◆ **TRY IT**:
How many lines in the records below hold the string "whose"? Answer with the number alone.

——————————

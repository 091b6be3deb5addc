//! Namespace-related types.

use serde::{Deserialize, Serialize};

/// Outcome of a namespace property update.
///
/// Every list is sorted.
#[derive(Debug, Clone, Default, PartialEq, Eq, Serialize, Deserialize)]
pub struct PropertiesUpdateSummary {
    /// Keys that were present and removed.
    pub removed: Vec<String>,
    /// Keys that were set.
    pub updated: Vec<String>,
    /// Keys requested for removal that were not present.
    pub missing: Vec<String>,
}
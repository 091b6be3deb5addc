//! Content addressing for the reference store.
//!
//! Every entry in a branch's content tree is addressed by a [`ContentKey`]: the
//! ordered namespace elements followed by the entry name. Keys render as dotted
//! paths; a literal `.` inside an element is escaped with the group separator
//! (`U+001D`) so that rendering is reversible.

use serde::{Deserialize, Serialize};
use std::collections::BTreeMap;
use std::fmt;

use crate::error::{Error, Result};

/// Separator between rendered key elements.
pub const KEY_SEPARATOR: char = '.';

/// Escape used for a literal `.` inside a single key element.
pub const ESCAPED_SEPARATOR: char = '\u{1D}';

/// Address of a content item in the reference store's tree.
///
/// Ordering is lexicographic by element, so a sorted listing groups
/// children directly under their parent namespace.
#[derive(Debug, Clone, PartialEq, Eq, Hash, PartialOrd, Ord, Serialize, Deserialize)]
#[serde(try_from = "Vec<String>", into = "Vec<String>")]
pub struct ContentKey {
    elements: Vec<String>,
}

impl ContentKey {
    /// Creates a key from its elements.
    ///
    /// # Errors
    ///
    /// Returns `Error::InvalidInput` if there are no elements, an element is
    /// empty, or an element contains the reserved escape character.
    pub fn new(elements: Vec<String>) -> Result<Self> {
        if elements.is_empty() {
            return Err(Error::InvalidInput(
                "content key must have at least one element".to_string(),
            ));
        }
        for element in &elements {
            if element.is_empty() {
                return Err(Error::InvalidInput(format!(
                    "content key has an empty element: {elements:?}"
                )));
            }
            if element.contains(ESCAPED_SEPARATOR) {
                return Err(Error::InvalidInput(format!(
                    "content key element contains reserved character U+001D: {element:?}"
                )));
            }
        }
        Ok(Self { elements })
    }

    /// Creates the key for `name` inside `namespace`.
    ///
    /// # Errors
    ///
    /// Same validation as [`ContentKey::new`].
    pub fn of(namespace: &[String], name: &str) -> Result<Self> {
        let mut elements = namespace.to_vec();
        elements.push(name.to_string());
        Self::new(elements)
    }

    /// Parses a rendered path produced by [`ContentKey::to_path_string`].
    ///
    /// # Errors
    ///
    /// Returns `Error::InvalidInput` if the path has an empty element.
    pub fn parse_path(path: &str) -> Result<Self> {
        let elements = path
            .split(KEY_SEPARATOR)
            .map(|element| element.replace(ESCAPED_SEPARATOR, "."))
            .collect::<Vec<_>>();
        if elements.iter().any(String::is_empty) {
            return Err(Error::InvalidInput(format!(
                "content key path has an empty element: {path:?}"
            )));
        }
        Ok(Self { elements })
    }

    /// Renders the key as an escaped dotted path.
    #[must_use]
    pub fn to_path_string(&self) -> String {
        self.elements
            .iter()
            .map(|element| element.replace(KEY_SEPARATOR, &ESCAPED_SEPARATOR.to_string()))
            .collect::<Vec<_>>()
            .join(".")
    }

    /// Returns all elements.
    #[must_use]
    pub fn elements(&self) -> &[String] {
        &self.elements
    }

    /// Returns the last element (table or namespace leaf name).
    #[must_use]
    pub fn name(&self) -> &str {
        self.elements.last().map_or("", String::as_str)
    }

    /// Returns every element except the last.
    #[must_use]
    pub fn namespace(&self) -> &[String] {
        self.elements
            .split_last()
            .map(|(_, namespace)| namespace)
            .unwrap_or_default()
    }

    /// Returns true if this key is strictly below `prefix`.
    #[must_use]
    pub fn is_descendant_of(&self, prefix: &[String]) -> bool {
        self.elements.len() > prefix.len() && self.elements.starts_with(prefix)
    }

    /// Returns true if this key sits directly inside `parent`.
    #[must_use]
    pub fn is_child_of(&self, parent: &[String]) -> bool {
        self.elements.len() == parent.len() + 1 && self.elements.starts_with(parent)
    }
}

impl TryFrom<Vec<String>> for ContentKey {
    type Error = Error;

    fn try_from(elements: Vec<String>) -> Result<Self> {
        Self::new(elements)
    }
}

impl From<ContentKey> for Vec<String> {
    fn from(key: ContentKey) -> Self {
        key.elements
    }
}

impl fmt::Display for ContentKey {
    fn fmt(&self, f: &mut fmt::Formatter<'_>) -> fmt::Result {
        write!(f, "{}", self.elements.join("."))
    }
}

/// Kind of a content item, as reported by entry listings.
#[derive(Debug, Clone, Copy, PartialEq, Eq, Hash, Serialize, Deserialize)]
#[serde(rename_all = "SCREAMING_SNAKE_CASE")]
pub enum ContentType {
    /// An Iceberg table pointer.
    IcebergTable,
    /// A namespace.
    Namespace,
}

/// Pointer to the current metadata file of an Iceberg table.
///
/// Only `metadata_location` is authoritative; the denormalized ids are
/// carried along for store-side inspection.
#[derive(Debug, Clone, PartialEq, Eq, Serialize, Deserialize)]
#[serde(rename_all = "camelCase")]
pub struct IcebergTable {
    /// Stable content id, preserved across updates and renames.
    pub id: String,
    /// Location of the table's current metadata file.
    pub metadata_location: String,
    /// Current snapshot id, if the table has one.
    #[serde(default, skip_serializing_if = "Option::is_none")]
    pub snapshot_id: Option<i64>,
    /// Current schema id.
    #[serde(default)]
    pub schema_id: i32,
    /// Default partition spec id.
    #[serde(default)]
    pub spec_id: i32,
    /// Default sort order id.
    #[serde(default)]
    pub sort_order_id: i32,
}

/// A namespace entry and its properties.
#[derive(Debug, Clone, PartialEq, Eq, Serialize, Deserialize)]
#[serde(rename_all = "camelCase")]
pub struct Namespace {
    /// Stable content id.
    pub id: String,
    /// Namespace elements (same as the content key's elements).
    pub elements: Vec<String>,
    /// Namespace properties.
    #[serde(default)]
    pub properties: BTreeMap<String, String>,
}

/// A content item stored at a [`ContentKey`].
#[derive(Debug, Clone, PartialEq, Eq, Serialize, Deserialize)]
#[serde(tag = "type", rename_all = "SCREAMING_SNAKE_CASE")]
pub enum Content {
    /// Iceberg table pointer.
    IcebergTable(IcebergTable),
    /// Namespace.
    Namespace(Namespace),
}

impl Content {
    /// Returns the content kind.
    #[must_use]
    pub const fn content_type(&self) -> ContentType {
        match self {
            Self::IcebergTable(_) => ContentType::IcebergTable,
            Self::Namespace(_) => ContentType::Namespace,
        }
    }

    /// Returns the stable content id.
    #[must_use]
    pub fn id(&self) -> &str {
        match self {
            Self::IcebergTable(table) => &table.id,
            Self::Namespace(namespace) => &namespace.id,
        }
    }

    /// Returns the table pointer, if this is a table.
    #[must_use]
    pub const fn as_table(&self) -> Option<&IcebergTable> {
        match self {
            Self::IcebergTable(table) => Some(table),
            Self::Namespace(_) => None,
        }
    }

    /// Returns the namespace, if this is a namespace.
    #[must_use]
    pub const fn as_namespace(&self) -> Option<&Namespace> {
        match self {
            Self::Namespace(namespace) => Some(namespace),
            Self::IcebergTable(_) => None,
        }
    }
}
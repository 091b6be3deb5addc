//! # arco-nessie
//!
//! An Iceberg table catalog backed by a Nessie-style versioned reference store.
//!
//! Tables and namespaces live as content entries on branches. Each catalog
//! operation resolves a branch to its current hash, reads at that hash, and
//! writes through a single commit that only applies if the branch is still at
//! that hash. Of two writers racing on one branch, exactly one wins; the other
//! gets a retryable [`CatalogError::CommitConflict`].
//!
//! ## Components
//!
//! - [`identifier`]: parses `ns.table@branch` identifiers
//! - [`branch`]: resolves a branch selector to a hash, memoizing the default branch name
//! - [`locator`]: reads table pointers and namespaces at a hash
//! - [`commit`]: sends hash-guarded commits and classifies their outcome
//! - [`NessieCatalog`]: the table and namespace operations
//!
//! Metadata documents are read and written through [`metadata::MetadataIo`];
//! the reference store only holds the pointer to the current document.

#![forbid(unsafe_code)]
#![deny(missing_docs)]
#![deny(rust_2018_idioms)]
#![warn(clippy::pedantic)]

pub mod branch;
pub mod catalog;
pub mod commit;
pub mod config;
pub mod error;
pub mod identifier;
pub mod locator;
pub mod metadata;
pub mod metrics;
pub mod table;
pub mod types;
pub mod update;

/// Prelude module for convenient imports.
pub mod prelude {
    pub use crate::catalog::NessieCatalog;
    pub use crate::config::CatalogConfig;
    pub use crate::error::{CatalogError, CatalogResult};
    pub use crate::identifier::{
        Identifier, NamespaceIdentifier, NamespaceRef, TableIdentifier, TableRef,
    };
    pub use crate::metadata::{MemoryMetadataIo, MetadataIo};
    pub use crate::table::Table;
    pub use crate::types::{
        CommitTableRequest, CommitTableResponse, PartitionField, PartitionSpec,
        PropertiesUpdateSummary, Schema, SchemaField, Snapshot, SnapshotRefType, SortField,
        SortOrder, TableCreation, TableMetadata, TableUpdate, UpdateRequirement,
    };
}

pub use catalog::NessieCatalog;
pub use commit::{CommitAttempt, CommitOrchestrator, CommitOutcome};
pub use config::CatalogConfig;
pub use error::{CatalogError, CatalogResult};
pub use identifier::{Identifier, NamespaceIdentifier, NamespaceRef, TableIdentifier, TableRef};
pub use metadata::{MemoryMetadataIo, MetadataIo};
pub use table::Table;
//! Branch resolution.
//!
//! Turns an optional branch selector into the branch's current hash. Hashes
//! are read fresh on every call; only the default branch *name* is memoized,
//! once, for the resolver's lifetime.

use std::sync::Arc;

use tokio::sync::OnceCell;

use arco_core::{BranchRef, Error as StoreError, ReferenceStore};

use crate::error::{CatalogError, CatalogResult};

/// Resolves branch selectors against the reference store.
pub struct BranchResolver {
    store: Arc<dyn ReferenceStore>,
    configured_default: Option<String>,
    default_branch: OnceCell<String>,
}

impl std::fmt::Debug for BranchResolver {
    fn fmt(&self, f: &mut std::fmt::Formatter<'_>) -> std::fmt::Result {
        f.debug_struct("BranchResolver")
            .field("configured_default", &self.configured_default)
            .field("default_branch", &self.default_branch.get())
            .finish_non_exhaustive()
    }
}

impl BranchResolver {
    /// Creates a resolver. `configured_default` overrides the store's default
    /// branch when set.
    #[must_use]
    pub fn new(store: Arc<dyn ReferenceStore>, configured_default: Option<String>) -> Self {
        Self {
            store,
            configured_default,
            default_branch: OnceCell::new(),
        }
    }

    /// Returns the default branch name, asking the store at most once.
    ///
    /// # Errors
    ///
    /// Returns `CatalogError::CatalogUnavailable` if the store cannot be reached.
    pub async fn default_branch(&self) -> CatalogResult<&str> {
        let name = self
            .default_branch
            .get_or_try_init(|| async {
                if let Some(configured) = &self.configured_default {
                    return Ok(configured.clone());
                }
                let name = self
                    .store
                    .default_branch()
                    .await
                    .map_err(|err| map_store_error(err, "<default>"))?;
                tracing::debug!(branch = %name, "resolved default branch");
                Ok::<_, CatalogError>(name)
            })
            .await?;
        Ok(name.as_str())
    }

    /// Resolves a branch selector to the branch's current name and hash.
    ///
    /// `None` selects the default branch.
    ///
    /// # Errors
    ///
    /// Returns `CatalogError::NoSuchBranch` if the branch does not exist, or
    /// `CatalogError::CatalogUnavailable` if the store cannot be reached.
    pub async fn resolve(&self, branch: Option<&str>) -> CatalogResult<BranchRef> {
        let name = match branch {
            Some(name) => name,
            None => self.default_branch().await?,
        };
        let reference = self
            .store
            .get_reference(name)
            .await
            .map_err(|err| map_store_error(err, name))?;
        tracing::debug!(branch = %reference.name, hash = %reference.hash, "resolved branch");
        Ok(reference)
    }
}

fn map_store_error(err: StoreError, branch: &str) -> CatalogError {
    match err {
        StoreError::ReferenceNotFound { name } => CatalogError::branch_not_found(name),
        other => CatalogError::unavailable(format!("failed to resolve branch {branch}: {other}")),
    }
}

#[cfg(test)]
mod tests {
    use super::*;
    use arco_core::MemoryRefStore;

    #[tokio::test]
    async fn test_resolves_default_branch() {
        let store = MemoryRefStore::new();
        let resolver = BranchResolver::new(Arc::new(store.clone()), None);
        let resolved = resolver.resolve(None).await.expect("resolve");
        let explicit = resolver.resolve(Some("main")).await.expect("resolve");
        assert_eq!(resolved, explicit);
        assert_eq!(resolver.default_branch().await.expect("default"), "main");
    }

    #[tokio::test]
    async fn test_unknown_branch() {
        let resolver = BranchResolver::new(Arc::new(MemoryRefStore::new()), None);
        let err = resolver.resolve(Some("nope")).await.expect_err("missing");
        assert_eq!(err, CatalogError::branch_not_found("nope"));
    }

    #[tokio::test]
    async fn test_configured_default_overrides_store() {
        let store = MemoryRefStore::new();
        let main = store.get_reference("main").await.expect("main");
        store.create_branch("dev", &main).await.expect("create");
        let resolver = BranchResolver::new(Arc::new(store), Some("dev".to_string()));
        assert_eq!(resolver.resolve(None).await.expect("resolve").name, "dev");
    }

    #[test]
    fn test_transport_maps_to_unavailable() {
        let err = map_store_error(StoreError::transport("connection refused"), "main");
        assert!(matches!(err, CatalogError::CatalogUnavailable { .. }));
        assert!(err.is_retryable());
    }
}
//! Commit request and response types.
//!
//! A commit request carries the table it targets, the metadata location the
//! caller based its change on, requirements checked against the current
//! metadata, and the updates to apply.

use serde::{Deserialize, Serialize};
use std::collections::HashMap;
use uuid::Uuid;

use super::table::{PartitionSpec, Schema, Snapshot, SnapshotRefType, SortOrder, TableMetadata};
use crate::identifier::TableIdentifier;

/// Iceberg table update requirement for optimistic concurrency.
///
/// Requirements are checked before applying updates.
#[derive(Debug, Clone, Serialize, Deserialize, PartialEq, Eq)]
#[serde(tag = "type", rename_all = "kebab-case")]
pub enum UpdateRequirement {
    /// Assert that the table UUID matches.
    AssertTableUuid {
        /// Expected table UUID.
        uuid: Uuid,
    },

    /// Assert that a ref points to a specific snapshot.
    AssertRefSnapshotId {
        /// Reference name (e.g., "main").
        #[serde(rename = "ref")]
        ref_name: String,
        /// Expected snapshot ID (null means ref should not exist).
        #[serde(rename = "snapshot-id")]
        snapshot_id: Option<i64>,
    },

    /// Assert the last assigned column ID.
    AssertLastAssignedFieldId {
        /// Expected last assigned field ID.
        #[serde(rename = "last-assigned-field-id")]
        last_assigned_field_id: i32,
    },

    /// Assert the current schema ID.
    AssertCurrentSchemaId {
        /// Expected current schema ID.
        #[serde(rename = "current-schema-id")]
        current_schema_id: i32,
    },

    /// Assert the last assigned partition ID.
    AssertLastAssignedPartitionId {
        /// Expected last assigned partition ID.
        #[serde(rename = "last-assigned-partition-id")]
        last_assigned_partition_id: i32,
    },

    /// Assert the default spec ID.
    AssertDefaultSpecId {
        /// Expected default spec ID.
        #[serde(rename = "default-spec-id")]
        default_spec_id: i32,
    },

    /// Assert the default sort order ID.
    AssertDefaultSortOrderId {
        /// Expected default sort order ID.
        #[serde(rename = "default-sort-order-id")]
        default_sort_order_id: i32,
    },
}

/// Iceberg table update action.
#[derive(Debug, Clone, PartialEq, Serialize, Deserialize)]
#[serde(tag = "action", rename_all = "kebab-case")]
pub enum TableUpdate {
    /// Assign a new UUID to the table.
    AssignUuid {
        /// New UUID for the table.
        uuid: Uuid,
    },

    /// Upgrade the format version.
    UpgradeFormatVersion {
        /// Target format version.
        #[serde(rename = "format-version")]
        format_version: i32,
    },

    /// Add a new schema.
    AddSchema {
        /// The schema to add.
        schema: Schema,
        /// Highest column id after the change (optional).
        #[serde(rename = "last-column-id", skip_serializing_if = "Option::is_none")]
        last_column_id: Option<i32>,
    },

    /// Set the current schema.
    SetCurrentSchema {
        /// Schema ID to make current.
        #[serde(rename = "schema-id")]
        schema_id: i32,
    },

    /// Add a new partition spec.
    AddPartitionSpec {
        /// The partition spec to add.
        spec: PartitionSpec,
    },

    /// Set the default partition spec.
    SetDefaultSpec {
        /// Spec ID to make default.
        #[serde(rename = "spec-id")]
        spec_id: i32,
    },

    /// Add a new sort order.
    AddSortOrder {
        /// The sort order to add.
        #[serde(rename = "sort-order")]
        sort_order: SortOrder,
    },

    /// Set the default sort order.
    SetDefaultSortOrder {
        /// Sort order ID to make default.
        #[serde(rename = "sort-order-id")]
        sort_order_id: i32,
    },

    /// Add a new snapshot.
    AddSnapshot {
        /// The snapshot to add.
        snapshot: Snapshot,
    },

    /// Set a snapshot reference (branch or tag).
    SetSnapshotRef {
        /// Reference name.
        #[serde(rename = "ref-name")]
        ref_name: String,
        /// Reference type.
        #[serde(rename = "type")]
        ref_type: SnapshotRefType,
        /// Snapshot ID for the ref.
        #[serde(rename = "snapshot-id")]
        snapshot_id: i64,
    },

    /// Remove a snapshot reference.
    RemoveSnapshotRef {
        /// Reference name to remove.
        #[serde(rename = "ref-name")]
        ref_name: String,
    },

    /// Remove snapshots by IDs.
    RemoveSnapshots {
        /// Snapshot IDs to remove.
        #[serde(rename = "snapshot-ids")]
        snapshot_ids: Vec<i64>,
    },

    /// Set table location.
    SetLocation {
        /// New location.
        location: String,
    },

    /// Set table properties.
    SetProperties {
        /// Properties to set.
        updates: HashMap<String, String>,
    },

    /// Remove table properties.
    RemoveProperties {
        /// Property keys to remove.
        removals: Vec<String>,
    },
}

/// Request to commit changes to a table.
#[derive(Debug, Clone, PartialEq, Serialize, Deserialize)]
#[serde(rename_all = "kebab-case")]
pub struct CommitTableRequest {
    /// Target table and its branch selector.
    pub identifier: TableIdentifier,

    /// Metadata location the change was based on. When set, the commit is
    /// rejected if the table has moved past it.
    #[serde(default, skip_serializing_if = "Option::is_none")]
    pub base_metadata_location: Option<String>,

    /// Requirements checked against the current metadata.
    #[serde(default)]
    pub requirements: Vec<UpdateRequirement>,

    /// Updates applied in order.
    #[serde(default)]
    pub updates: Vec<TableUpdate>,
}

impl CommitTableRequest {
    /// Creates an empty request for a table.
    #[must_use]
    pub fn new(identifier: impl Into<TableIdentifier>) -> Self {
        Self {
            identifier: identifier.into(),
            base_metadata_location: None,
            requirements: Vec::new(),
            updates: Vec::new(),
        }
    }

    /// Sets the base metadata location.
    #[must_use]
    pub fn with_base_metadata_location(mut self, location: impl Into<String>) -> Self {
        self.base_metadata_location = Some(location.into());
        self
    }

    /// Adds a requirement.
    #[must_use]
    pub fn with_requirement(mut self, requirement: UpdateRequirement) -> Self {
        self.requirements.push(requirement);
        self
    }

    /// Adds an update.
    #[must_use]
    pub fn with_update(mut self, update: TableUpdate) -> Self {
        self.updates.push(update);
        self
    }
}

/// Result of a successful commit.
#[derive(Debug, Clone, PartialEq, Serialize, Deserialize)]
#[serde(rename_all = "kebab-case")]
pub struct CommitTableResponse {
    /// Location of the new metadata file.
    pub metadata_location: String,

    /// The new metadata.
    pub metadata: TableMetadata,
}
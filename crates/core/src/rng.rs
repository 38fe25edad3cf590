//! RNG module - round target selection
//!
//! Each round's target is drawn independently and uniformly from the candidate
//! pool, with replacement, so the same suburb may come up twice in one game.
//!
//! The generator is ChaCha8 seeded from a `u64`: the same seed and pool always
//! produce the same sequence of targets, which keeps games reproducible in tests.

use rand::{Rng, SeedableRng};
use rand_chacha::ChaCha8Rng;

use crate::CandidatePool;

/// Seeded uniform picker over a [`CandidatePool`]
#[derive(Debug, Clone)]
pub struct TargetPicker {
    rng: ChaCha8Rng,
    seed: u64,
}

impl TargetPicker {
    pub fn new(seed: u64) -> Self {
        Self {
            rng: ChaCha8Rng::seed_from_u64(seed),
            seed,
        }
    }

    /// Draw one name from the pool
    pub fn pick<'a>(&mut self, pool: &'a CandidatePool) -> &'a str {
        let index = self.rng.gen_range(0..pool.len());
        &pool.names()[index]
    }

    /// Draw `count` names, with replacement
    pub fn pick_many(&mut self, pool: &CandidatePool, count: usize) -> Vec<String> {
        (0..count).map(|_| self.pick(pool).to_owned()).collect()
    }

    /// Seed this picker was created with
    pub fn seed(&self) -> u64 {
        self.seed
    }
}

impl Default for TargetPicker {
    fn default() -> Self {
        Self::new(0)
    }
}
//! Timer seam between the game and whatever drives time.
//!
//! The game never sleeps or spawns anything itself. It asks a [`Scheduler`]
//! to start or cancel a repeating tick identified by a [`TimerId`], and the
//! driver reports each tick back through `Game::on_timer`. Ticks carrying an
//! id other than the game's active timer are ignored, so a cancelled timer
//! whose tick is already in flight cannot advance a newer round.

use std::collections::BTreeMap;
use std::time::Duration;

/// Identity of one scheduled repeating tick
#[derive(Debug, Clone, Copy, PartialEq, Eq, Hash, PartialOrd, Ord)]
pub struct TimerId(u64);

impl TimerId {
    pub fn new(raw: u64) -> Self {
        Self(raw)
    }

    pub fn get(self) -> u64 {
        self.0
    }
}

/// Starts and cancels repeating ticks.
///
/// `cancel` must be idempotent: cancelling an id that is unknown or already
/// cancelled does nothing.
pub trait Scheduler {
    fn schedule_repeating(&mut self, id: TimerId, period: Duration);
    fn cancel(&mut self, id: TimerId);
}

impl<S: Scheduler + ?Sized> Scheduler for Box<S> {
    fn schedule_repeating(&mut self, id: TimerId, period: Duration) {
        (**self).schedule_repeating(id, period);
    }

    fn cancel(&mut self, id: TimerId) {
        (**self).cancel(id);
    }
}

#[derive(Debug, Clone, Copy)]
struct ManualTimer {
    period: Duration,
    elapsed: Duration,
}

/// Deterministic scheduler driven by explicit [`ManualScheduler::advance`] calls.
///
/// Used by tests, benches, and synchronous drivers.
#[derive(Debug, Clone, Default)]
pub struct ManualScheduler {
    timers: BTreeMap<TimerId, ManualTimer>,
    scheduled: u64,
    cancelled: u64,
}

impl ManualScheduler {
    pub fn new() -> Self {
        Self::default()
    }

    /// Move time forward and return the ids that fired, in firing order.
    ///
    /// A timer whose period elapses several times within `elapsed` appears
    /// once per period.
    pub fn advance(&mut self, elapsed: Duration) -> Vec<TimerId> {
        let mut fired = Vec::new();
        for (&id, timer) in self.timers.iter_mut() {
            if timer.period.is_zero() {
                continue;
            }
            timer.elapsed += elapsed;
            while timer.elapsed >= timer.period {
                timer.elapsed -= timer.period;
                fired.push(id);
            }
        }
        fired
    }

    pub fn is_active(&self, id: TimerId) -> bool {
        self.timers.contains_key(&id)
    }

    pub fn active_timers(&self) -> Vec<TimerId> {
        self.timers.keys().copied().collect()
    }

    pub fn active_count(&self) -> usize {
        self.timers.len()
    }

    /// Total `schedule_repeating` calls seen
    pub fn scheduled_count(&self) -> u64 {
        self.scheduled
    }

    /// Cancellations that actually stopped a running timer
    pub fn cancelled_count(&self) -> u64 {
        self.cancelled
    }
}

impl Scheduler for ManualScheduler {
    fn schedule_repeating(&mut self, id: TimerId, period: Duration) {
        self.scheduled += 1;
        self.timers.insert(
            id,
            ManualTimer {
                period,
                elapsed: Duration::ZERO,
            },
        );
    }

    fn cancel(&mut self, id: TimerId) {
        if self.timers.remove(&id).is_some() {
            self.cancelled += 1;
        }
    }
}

——————————

◆ **RESULT**:
2